● WORK INSTRUCTION
Once you have located the line containing "production lexical scoring" in the material below, return it exactly along with each line after it through the line containing "for term in query_terms".

● EXTRACTED MATERIAL
=-=-=-=-=

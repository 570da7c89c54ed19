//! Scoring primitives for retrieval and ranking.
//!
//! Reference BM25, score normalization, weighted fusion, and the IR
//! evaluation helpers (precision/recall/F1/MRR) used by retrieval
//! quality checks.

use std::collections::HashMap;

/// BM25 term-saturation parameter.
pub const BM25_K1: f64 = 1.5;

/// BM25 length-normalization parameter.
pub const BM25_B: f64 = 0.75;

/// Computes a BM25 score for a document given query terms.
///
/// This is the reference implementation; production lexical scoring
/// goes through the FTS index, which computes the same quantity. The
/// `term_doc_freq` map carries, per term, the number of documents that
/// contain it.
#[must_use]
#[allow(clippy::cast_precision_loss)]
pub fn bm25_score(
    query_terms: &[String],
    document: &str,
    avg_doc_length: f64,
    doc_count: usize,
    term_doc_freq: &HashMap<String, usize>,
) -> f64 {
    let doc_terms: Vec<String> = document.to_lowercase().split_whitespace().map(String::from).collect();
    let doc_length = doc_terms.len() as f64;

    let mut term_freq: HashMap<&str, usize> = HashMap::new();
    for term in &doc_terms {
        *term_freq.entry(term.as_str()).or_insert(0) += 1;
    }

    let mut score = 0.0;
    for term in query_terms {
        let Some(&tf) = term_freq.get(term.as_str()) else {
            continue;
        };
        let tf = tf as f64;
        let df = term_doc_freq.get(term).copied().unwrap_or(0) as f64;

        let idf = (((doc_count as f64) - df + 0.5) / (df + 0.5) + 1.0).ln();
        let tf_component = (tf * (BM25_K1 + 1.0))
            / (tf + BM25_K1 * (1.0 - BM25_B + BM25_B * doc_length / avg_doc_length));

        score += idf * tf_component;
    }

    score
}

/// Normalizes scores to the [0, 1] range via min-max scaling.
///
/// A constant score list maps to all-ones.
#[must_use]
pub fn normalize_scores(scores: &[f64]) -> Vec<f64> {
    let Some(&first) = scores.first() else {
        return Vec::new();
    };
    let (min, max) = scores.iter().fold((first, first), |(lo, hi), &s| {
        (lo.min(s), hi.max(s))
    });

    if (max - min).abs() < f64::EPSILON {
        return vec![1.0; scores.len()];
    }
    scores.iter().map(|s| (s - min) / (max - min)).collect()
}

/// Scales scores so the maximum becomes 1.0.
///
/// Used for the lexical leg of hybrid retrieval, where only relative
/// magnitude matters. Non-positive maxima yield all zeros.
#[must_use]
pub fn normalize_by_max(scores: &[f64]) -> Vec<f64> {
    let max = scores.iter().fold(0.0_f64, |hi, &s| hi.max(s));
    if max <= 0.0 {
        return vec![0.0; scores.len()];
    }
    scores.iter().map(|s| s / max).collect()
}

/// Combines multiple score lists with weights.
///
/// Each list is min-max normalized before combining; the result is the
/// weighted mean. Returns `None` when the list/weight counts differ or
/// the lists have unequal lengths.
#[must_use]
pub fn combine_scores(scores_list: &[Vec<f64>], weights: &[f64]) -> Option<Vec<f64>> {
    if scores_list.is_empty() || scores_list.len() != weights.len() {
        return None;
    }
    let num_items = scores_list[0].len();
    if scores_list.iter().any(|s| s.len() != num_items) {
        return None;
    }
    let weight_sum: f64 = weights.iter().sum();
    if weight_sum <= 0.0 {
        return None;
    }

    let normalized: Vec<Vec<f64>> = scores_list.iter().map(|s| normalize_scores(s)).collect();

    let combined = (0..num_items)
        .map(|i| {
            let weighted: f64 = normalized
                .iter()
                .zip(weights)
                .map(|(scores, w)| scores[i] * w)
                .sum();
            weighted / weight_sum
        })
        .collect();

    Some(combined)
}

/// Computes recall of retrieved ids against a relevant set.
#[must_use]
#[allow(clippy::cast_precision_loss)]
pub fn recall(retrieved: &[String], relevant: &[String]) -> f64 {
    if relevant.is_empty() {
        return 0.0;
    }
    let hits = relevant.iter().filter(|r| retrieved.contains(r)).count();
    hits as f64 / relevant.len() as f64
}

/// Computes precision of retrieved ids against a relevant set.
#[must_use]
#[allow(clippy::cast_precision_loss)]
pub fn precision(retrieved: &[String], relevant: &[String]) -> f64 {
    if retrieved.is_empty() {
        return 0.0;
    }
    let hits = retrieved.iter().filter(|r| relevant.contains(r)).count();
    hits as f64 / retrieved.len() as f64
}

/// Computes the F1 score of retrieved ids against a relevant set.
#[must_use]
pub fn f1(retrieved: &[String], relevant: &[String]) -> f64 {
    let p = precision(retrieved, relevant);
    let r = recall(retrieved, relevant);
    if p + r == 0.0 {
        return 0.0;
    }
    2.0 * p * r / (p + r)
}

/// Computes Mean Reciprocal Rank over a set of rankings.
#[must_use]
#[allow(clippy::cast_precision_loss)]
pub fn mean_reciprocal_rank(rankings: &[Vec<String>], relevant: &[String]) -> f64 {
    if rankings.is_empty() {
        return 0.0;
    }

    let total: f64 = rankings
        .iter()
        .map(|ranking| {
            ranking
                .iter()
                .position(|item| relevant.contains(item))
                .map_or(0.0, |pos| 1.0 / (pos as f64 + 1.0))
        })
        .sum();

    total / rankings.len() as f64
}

=-=-=-=-=

● ANSWER BOX
/// This is the reference implementation; production lexical scoring
/// goes through the FTS index, which computes the same quantity. The
/// `term_doc_freq` map carries, per term, the number of documents that
/// contain it.
#[must_use]
#[allow(clippy::cast_precision_loss)]
pub fn bm25_score(
    query_terms: &[String],
    document: &str,
    avg_doc_length: f64,
    doc_count: usize,
    term_doc_freq: &HashMap<String, usize>,
) -> f64 {
    let doc_terms: Vec<String> = document.to_lowercase().split_whitespace().map(String::from).collect();
    let doc_length = doc_terms.len() as f64;

    let mut term_freq: HashMap<&str, usize> = HashMap::new();
    for term in &doc_terms {
        *term_freq.entry(term.as_str()).or_insert(0) += 1;
    }

    let mut score = 0.0;
    for term in query_terms {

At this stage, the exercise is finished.